* _Your instructions_: Give the number of lines in the data that contain "reconnect", and nothing more.

*** Opening of Provided entries ***

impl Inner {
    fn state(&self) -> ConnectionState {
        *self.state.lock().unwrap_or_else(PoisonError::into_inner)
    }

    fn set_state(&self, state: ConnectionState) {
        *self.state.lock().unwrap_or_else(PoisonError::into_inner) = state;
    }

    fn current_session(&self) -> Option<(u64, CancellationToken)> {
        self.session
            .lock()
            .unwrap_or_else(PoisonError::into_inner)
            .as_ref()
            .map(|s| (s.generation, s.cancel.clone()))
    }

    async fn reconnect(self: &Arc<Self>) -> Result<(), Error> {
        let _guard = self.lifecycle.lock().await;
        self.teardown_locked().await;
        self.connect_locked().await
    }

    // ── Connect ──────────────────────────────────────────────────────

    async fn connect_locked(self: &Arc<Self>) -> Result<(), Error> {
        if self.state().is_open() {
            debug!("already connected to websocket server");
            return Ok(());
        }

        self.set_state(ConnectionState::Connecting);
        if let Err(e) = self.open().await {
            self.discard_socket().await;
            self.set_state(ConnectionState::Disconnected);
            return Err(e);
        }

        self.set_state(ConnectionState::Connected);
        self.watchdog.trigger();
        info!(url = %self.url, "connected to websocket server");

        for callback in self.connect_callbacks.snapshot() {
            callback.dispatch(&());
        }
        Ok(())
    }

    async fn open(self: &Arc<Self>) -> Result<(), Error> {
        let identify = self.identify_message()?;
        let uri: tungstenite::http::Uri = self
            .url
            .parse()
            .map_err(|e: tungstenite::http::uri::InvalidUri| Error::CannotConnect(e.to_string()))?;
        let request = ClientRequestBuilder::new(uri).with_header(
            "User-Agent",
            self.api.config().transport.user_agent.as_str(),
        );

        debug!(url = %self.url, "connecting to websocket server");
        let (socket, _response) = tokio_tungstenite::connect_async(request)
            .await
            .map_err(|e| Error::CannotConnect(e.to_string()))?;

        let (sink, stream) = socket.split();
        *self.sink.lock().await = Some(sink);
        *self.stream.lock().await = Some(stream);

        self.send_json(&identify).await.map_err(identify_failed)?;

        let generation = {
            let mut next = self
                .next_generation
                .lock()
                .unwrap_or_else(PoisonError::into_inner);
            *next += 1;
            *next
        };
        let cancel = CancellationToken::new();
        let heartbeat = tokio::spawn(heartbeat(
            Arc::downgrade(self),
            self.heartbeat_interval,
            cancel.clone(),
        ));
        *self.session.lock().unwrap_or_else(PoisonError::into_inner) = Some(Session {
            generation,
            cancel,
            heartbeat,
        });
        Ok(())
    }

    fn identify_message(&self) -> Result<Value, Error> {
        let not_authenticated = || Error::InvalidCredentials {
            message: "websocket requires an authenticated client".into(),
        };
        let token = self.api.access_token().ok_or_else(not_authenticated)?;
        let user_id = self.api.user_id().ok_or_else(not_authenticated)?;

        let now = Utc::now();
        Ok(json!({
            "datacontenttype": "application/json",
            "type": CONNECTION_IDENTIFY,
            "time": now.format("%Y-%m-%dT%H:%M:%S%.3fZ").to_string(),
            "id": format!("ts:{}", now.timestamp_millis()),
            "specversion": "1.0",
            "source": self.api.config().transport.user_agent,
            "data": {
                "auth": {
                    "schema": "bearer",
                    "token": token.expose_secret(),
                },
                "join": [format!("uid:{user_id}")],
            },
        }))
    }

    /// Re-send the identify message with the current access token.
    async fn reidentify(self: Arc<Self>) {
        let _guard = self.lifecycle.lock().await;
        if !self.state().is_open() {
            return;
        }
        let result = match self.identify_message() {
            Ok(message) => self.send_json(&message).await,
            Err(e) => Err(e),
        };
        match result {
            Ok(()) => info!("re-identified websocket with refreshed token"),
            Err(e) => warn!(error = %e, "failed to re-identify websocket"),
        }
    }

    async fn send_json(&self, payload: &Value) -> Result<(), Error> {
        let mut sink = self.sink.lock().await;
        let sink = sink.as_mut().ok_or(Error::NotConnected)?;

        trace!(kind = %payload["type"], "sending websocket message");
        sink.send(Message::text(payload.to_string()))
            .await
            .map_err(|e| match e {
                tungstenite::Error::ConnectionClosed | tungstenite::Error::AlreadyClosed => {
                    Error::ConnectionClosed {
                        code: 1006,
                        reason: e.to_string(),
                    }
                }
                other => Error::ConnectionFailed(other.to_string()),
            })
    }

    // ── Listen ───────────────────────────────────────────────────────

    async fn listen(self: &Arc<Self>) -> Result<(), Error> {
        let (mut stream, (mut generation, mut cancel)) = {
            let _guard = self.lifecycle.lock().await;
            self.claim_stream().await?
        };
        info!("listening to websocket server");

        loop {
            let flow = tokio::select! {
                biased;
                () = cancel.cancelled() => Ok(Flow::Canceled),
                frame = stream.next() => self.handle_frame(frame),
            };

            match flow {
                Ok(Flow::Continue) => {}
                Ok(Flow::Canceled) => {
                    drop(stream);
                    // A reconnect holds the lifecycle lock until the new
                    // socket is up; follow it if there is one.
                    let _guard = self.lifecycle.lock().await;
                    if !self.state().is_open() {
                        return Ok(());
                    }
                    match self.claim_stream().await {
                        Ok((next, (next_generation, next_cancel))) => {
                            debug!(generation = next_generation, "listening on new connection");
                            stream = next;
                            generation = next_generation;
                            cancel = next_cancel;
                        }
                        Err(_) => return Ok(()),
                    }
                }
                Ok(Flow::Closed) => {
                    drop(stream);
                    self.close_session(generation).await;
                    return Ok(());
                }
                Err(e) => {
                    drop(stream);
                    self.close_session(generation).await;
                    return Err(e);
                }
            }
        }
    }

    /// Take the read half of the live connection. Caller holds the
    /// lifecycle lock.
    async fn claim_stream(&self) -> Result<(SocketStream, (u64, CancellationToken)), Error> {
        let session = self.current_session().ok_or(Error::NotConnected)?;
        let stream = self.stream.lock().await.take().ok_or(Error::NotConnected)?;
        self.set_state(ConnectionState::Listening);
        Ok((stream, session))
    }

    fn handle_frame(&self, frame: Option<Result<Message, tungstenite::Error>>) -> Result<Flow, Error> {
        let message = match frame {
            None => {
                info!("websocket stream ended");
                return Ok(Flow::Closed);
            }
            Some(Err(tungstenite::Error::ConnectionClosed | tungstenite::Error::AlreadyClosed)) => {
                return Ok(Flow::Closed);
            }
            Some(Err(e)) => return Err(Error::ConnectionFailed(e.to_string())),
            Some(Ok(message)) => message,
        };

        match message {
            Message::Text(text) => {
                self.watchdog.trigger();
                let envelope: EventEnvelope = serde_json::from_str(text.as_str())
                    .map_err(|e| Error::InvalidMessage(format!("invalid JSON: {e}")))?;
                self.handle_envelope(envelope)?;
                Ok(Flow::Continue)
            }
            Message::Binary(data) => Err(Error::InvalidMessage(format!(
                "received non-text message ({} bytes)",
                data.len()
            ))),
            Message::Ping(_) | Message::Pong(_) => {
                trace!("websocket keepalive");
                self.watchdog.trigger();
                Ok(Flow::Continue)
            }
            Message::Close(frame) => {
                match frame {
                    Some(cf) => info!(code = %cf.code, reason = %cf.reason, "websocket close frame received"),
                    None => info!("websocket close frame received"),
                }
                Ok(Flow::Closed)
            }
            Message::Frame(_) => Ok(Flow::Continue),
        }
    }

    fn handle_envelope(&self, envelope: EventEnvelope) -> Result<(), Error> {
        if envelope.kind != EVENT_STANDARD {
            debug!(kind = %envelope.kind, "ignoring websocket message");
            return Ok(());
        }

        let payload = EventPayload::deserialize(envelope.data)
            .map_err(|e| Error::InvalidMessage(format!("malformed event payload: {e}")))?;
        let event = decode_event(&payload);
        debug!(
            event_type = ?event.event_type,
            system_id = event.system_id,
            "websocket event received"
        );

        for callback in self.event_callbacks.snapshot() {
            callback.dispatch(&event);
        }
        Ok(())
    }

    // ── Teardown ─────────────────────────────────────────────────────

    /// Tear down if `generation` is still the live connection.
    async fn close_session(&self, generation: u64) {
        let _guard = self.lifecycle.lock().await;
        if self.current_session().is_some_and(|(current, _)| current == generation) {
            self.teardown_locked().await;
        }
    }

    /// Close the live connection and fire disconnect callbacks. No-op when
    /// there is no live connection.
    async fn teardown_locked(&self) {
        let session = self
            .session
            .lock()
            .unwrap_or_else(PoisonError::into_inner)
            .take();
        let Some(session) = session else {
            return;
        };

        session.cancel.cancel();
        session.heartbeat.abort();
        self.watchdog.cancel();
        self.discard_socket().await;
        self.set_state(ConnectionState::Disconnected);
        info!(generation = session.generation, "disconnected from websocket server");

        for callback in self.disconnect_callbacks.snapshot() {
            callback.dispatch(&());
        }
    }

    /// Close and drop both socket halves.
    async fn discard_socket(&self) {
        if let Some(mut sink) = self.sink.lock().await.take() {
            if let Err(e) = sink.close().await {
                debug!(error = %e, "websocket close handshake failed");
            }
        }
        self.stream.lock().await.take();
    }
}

*** Close of Provided entries ***

* _Response to the task_: 2